Danny has been incarcerated since April 1990, when he began serving a life sentence with the possibility of parole. It was this “possibility of parole” that became his light at the end of the tunnel. But in 2003, when Danny first went up for parole 13 years after first entering prison, he realized his hope was on shaky ground.
“I got an 18-month flop,” Danny said. In prison slang, a “flop” is a parole board deferment. In Danny’s case, it meant he had to wait 18 months before he could see the parole board again. The larger problem is that each time a person meets with the parole board, they run the risk of receiving “a serve-out,” which means an end to their chance of receiving parole.
“The 18-month flop was a mixed bag for me,” Danny said while chewing his lip and picking at his cuticles. “A part of me was like, all I have to do is wait 18 more months and I’ll be free. The other, cynical part of me assumed the next time I saw the parole board, it would be a serve-out. I never really thought I’d make parole the first time up anyway.”

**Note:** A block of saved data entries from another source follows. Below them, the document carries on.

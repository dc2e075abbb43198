//! Decorative overlay state — rotating arcs, orbiting dots, landmark trails.
//!
//! Three concentric half-circle arcs spin around the hand, four dots orbit
//! an inner ring, and thread-like lines connect each landmark's
//! previous-frame position to its current one.  All of that state (rotation
//! counters, previous-landmark cache) lives here as explicit fields, owned
//! by the render loop, never shared across threads.

use hand_model::LandmarkSet;

// ════════════════════════════════════════════════════════════════════════════
// Geometry constants
// ════════════════════════════════════════════════════════════════════════════

/// Radii of the concentric arcs, pixels.
pub const ARC_RADII: [i32; 3] = [60, 80, 100];
/// Each arc spans half a circle.
pub const ARC_SPAN_DEG: f32 = 180.0;
/// Arc rotation per hand frame, degrees.
pub const ARC_STEP_DEG: f32 = 2.0;
/// Dot-ring rotation per hand frame, degrees.
pub const DOT_STEP_DEG: f32 = 3.0;
/// Number of orbiting dots (one per 90°).
pub const DOT_COUNT: usize = 4;
/// Dots orbit this many pixels inside the hand radius.
pub const DOT_INSET: i32 = 40;
/// Dot size, pixels.
pub const DOT_RADIUS: i32 = 5;

/// A trail thread: previous pixel position → current pixel position.
pub type TrailSegment = ((i32, i32), (i32, i32));

// ════════════════════════════════════════════════════════════════════════════
// OverlayState
// ════════════════════════════════════════════════════════════════════════════

/// Per-frame animation state for the hand overlay.
#[derive(Debug, Default)]
pub struct OverlayState {
    arc_angle: f32,
    dot_angle: f32,
    previous: Option<LandmarkSet>,
    trail: Vec<TrailSegment>,
}

impl OverlayState {
    pub fn new() -> Self {
        OverlayState::default()
    }

    /// Fold one frame's detection result into the overlay.
    ///
    /// Rotations advance only while a hand is visible, one step per camera
    /// frame.  The trail connects the previous frame's landmarks to this
    /// frame's; losing the hand clears the cache so the trail never jumps
    /// from a stale position when the hand reappears elsewhere.
    pub fn advance(&mut self, hand: Option<&LandmarkSet>, width: u32, height: u32) {
        match hand {
            Some(current) => {
                self.arc_angle = (self.arc_angle + ARC_STEP_DEG) % 360.0;
                self.dot_angle = (self.dot_angle + DOT_STEP_DEG) % 360.0;

                self.trail.clear();
                if let Some(prev) = &self.previous {
                    for (p, c) in prev.iter().zip(current.iter()) {
                        self.trail
                            .push((p.pixel(width, height), c.pixel(width, height)));
                    }
                }
                self.previous = Some(current.clone());
            }
            None => {
                self.trail.clear();
                self.previous = None;
            }
        }
    }

    /// Start angle of the arcs, degrees; each arc spans [`ARC_SPAN_DEG`].
    pub fn arc_angle(&self) -> f32 {
        self.arc_angle
    }

    /// Current landmark trail threads.
    pub fn trail(&self) -> &[TrailSegment] {
        &self.trail
    }

    /// Pixel positions of the orbiting dots for a hand centered at
    /// `center` with bounding radius `radius`.
    pub fn dot_positions(&self, center: (i32, i32), radius: i32) -> [(i32, i32); DOT_COUNT] {
        let ring = (radius - DOT_INSET).max(10) as f32;
        let mut dots = [(0, 0); DOT_COUNT];
        for (k, dot) in dots.iter_mut().enumerate() {
            let deg = self.dot_angle + (k as f32) * (360.0 / DOT_COUNT as f32);
            let rad = deg.to_radians();
            *dot = (
                center.0 + (ring * rad.cos()) as i32,
                center.1 + (ring * rad.sin()) as i32,
            );
        }
        dots
    }
}

// ════════════════════════════════════════════════════════════════════════════
// Tests
// ════════════════════════════════════════════════════════════════════════════

#[cfg(test)]
mod tests {
    use super::*;
    use hand_model::{Landmark, LANDMARK_COUNT};

    fn hand_at(y: f32) -> LandmarkSet {
        LandmarkSet::new([Landmark::new(0.5, y, 0.0); LANDMARK_COUNT])
    }

    #[test]
    fn rotations_advance_only_with_hand() {
        let mut ov = OverlayState::new();
        ov.advance(None, 640, 480);
        assert_eq!(ov.arc_angle(), 0.0);

        let hand = hand_at(0.5);
        ov.advance(Some(&hand), 640, 480);
        assert_eq!(ov.arc_angle(), ARC_STEP_DEG);
    }

    #[test]
    fn angles_wrap_at_360() {
        let mut ov = OverlayState::new();
        let hand = hand_at(0.5);
        for _ in 0..200 {
            ov.advance(Some(&hand), 640, 480);
        }
        assert!(ov.arc_angle() < 360.0);
    }

    #[test]
    fn first_hand_frame_has_no_trail() {
        let mut ov = OverlayState::new();
        ov.advance(Some(&hand_at(0.5)), 640, 480);
        assert!(ov.trail().is_empty());
    }

    #[test]
    fn second_hand_frame_trails_all_landmarks() {
        let mut ov = OverlayState::new();
        ov.advance(Some(&hand_at(0.5)), 1000, 1000);
        ov.advance(Some(&hand_at(0.6)), 1000, 1000);
        assert_eq!(ov.trail().len(), LANDMARK_COUNT);
        let ((_, py), (_, cy)) = ov.trail()[0];
        assert_eq!((py, cy), (500, 600));
    }

    #[test]
    fn losing_the_hand_clears_the_trail() {
        let mut ov = OverlayState::new();
        ov.advance(Some(&hand_at(0.5)), 640, 480);
        ov.advance(Some(&hand_at(0.6)), 640, 480);
        ov.advance(None, 640, 480);
        assert!(ov.trail().is_empty());

        // Reappearing hand starts a fresh trail rather than jumping.
        ov.advance(Some(&hand_at(0.2)), 640, 480);
        assert!(ov.trail().is_empty());
    }

    #[test]
    fn dots_are_evenly_spaced_on_the_ring() {
        let ov = OverlayState::new();
        let dots = ov.dot_positions((100, 100), 140);
        // Angle 0: dots at 0°, 90°, 180°, 270° on a 100 px ring.
        assert_eq!(dots[0], (200, 100));
        assert_eq!(dots[1], (100, 200));
        assert_eq!(dots[2], (0, 100));
        assert_eq!(dots[3], (100, 0));
    }

    #[test]
    fn dot_ring_never_collapses() {
        let ov = OverlayState::new();
        // Tiny hand: radius smaller than the inset still gives a ring.
        let dots = ov.dot_positions((100, 100), 20);
        assert_eq!(dots[0], (110, 100));
    }
}
//! # finger_state
//!
//! Maps one hand's 21 landmarks into five discrete servo angle codes, one
//! per finger.  Each finger has its own "up" and "down" code; the values
//! double as target angles for the receiving actuator, so they are a wire
//! contract, not arbitrary flags.
//!
//! ## Code table
//!
//! | Finger | Down | Up |
//! |---|---|---|
//! | Thumb  | 150 | 0   |
//! | Index  | 0   | 110 |
//! | Middle | 0   | 180 |
//! | Ring   | 0   | 150 |
//! | Pinky  | 60  | 120 |
//!
//! ## Classification rule
//!
//! A finger is "down" when its tip sits lower on screen (greater pixel y)
//! than its reference joint, and "up" otherwise:
//!
//! * index/middle/ring/pinky reference their own DIP joint;
//! * the thumb references the **index finger's MCP** joint.  The
//!   cross-finger reference is part of the actuator contract and must not
//!   be normalised to a thumb joint.
//!
//! Classification is a pure function of one landmark set and the frame
//! height — no history, no smoothing, no hysteresis.

use hand_model::{landmark, LandmarkSet};

// ════════════════════════════════════════════════════════════════════════════
// Finger — the five digits, in transmission order
// ════════════════════════════════════════════════════════════════════════════

/// One of the five fingers, in status-array / wire order.
#[derive(Clone, Copy, Debug, PartialEq, Eq)]
#[repr(u8)]
pub enum Finger {
    Thumb  = 0,
    Index  = 1,
    Middle = 2,
    Ring   = 3,
    Pinky  = 4,
}

impl Finger {
    /// All five fingers in array order.
    pub const ALL: [Finger; 5] = [
        Finger::Thumb,
        Finger::Index,
        Finger::Middle,
        Finger::Ring,
        Finger::Pinky,
    ];

    /// Position in the status array (0..5).
    pub fn index(self) -> usize {
        self as usize
    }

    /// Servo angle code sent when the finger is curled down.
    pub fn down_code(self) -> u8 {
        match self {
            Finger::Thumb  => 150,
            Finger::Index  => 0,
            Finger::Middle => 0,
            Finger::Ring   => 0,
            Finger::Pinky  => 60,
        }
    }

    /// Servo angle code sent when the finger is extended.
    pub fn up_code(self) -> u8 {
        match self {
            Finger::Thumb  => 0,
            Finger::Index  => 110,
            Finger::Middle => 180,
            Finger::Ring   => 150,
            Finger::Pinky  => 120,
        }
    }

    /// Tip landmark index.
    pub fn tip(self) -> usize {
        match self {
            Finger::Thumb  => landmark::THUMB_TIP,
            Finger::Index  => landmark::INDEX_FINGER_TIP,
            Finger::Middle => landmark::MIDDLE_FINGER_TIP,
            Finger::Ring   => landmark::RING_FINGER_TIP,
            Finger::Pinky  => landmark::PINKY_TIP,
        }
    }

    /// Reference joint the tip is compared against.
    ///
    /// The thumb's reference is the index finger's MCP; the other four use
    /// their own DIP joint.
    pub fn reference_joint(self) -> usize {
        match self {
            Finger::Thumb  => landmark::INDEX_FINGER_MCP,
            Finger::Index  => landmark::INDEX_FINGER_DIP,
            Finger::Middle => landmark::MIDDLE_FINGER_DIP,
            Finger::Ring   => landmark::RING_FINGER_DIP,
            Finger::Pinky  => landmark::PINKY_DIP,
        }
    }

    /// Human-readable name.
    pub fn name(self) -> &'static str {
        match self {
            Finger::Thumb  => "Thumb",
            Finger::Index  => "Index",
            Finger::Middle => "Middle",
            Finger::Ring   => "Ring",
            Finger::Pinky  => "Pinky",
        }
    }
}

// ════════════════════════════════════════════════════════════════════════════
// StateLabel — display-only Up/Down label
// ════════════════════════════════════════════════════════════════════════════

/// Up/Down label shown next to each finger in the overlay.
///
/// Derived purely from the code value: the thumb is "Up" when its code is
/// 0, every other finger is "Up" when its code is greater than 0.  The
/// pinky's down code (60) therefore reads as "Up"; the label is display
/// convention, not ground truth, and must not be fed back into the codes.
#[derive(Clone, Copy, Debug, PartialEq, Eq)]
pub enum StateLabel {
    Up,
    Down,
}

impl StateLabel {
    pub fn name(self) -> &'static str {
        match self {
            StateLabel::Up => "Up",
            StateLabel::Down => "Down",
        }
    }
}

// ════════════════════════════════════════════════════════════════════════════
// FingerStatus — the five-code array handed to the transmitter
// ════════════════════════════════════════════════════════════════════════════

/// Fixed-order array of the five finger codes for one frame.
///
/// Index 0..4 = thumb, index, middle, ring, pinky.  A fresh value is
/// produced every frame; nothing mutates one across frames.
#[derive(Clone, Copy, Debug, PartialEq, Eq)]
pub struct FingerStatus([u8; 5]);

impl FingerStatus {
    /// The array transmitted when no hand is detected.
    ///
    /// The per-finger values match neither column of the code table for
    /// index/middle/ring/pinky; the receiver depends on these exact
    /// literals, so do not normalise them to the table.
    pub const NO_HAND: FingerStatus = FingerStatus([0, 180, 180, 180, 180]);

    pub fn from_codes(codes: [u8; 5]) -> Self {
        FingerStatus(codes)
    }

    /// The raw codes in transmission order.
    pub fn codes(&self) -> [u8; 5] {
        self.0
    }

    /// The code for one finger.
    pub fn code(&self, finger: Finger) -> u8 {
        self.0[finger.index()]
    }

    /// Display label for one finger (see [`StateLabel`] for the rule).
    pub fn label(&self, finger: Finger) -> StateLabel {
        let code = self.code(finger);
        let up = match finger {
            Finger::Thumb => code == 0,
            _ => code > 0,
        };
        if up {
            StateLabel::Up
        } else {
            StateLabel::Down
        }
    }
}

// ════════════════════════════════════════════════════════════════════════════
// classify — the per-frame classification policy
// ════════════════════════════════════════════════════════════════════════════

/// Classify all five fingers of one detected hand.
///
/// `frame_height` converts normalized y to pixel space before comparison;
/// the comparisons mirror how the receiver was calibrated, so the truncating
/// conversion matters.
///
/// Not called for no-hand frames — the caller substitutes
/// [`FingerStatus::NO_HAND`] instead.
pub fn classify(hand: &LandmarkSet, frame_height: u32) -> FingerStatus {
    let mut codes = [0u8; 5];
    for finger in Finger::ALL {
        let tip_y = hand.get(finger.tip()).pixel_y(frame_height);
        let joint_y = hand.get(finger.reference_joint()).pixel_y(frame_height);
        codes[finger.index()] = if tip_y > joint_y {
            finger.down_code()
        } else {
            finger.up_code()
        };
    }
    FingerStatus::from_codes(codes)
}

// ════════════════════════════════════════════════════════════════════════════
// Tests
// ════════════════════════════════════════════════════════════════════════════

#[cfg(test)]
mod tests {
    use super::*;
    use hand_model::{Landmark, LANDMARK_COUNT};

    /// Frame height used throughout: normalized y × 1000 = pixel y exactly.
    const H: u32 = 1000;

    /// A hand with every point at y=0.5, then per-point overrides.
    fn hand_with(overrides: &[(usize, f32)]) -> LandmarkSet {
        let mut pts = [Landmark::new(0.5, 0.5, 0.0); LANDMARK_COUNT];
        for &(idx, y) in overrides {
            pts[idx] = Landmark::new(0.5, y, 0.0);
        }
        LandmarkSet::new(pts)
    }

    /// All five fingers posed "up" (every tip above its reference joint).
    fn open_hand() -> LandmarkSet {
        hand_with(&[
            (landmark::THUMB_TIP, 0.30),
            (landmark::INDEX_FINGER_MCP, 0.50),
            (landmark::INDEX_FINGER_TIP, 0.20),
            (landmark::INDEX_FINGER_DIP, 0.30),
            (landmark::MIDDLE_FINGER_TIP, 0.18),
            (landmark::MIDDLE_FINGER_DIP, 0.28),
            (landmark::RING_FINGER_TIP, 0.20),
            (landmark::RING_FINGER_DIP, 0.30),
            (landmark::PINKY_TIP, 0.24),
            (landmark::PINKY_DIP, 0.34),
        ])
    }

    /// All five fingers posed "down" (every tip below its reference joint).
    fn fist() -> LandmarkSet {
        hand_with(&[
            (landmark::THUMB_TIP, 0.60),
            (landmark::INDEX_FINGER_MCP, 0.50),
            (landmark::INDEX_FINGER_TIP, 0.55),
            (landmark::INDEX_FINGER_DIP, 0.45),
            (landmark::MIDDLE_FINGER_TIP, 0.55),
            (landmark::MIDDLE_FINGER_DIP, 0.45),
            (landmark::RING_FINGER_TIP, 0.55),
            (landmark::RING_FINGER_DIP, 0.45),
            (landmark::PINKY_TIP, 0.55),
            (landmark::PINKY_DIP, 0.45),
        ])
    }

    // ── code table ───────────────────────────────────────────────────────

    #[test]
    fn code_table_matches_actuator_contract() {
        let expected: [(u8, u8); 5] = [(150, 0), (0, 110), (0, 180), (0, 150), (60, 120)];
        for (finger, (down, up)) in Finger::ALL.into_iter().zip(expected) {
            assert_eq!(finger.down_code(), down, "{} down", finger.name());
            assert_eq!(finger.up_code(), up, "{} up", finger.name());
        }
    }

    #[test]
    fn thumb_references_index_mcp() {
        assert_eq!(Finger::Thumb.reference_joint(), landmark::INDEX_FINGER_MCP);
    }

    #[test]
    fn other_fingers_reference_own_dip() {
        assert_eq!(Finger::Index.reference_joint(), landmark::INDEX_FINGER_DIP);
        assert_eq!(Finger::Middle.reference_joint(), landmark::MIDDLE_FINGER_DIP);
        assert_eq!(Finger::Ring.reference_joint(), landmark::RING_FINGER_DIP);
        assert_eq!(Finger::Pinky.reference_joint(), landmark::PINKY_DIP);
    }

    // ── classification ───────────────────────────────────────────────────

    #[test]
    fn open_hand_all_up_codes() {
        let status = classify(&open_hand(), H);
        assert_eq!(status.codes(), [0, 110, 180, 150, 120]);
    }

    #[test]
    fn fist_all_down_codes() {
        let status = classify(&fist(), H);
        assert_eq!(status.codes(), [150, 0, 0, 0, 60]);
    }

    #[test]
    fn thumb_down_index_up_rest_down() {
        // Thumb tip y=300px vs index MCP y=250px → tip lower → 150.
        // Index tip y=200px vs index DIP y=250px → tip higher → 110.
        // Middle/ring/pinky tips below their DIPs → down codes.
        let hand = hand_with(&[
            (landmark::THUMB_TIP, 0.300),
            (landmark::INDEX_FINGER_MCP, 0.250),
            (landmark::INDEX_FINGER_TIP, 0.200),
            (landmark::INDEX_FINGER_DIP, 0.250),
            (landmark::MIDDLE_FINGER_TIP, 0.55),
            (landmark::MIDDLE_FINGER_DIP, 0.45),
            (landmark::RING_FINGER_TIP, 0.55),
            (landmark::RING_FINGER_DIP, 0.45),
            (landmark::PINKY_TIP, 0.55),
            (landmark::PINKY_DIP, 0.45),
        ]);
        assert_eq!(classify(&hand, H).codes(), [150, 110, 0, 0, 0]);
    }

    #[test]
    fn tip_level_with_joint_counts_as_up() {
        // Strictly-greater comparison: equal pixel y is not "down".
        let hand = hand_with(&[
            (landmark::THUMB_TIP, 0.250),
            (landmark::INDEX_FINGER_MCP, 0.250),
        ]);
        assert_eq!(classify(&hand, H).code(Finger::Thumb), Finger::Thumb.up_code());
    }

    #[test]
    fn classify_is_deterministic() {
        let hand = open_hand();
        assert_eq!(classify(&hand, H), classify(&hand, H));
    }

    #[test]
    fn every_code_is_legal_for_its_finger() {
        for hand in [open_hand(), fist()] {
            let status = classify(&hand, H);
            for finger in Finger::ALL {
                let code = status.code(finger);
                assert!(
                    code == finger.up_code() || code == finger.down_code(),
                    "{}: illegal code {}",
                    finger.name(),
                    code
                );
            }
        }
    }

    // ── no-hand default ──────────────────────────────────────────────────

    #[test]
    fn no_hand_literal_preserved() {
        assert_eq!(FingerStatus::NO_HAND.codes(), [0, 180, 180, 180, 180]);
    }

    // ── display labels ───────────────────────────────────────────────────

    #[test]
    fn thumb_label_inverted() {
        let up = classify(&open_hand(), H);
        let down = classify(&fist(), H);
        assert_eq!(up.label(Finger::Thumb), StateLabel::Up); // code 0
        assert_eq!(down.label(Finger::Thumb), StateLabel::Down); // code 150
    }

    #[test]
    fn pinky_down_code_labelled_up() {
        // Historical quirk: pinky down code 60 satisfies "code > 0".
        let down = classify(&fist(), H);
        assert_eq!(down.code(Finger::Pinky), 60);
        assert_eq!(down.label(Finger::Pinky), StateLabel::Up);
    }

    #[test]
    fn index_labels_follow_code_sign() {
        let up = classify(&open_hand(), H);
        let down = classify(&fist(), H);
        assert_eq!(up.label(Finger::Index), StateLabel::Up); // 110
        assert_eq!(down.label(Finger::Index), StateLabel::Down); // 0
    }
}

Danny did receive some helpful feedback along with his deferment. No one on the parole board spoke rudely to him, as he often heard others complain about. In fact, Danny thought they were pretty nice to him. When he was back up for parole 18 months later, he really didn’t know what to expect. Danny walked in to find an all-new parole board full of unfamiliar faces.
“I did not expect to make parole then, and I surely wasn’t expecting what they were getting ready to give me,” Danny said.
Most incarcerated people speak of the parole board as a sort of mythical creature that can grant their most coveted wish or entirely destroy their world. In part, this is due to the lack of communication between Kentucky’s parole board and the people they oversee: The distance between the two is vast, and it often leads to a lot of confusion. Many feel they cannot properly prepare for their date with the board, or even speak on their own behalf, because of the separation. Others believe the parole board makes its decision in advance, making the actual meeting relatively meaningless.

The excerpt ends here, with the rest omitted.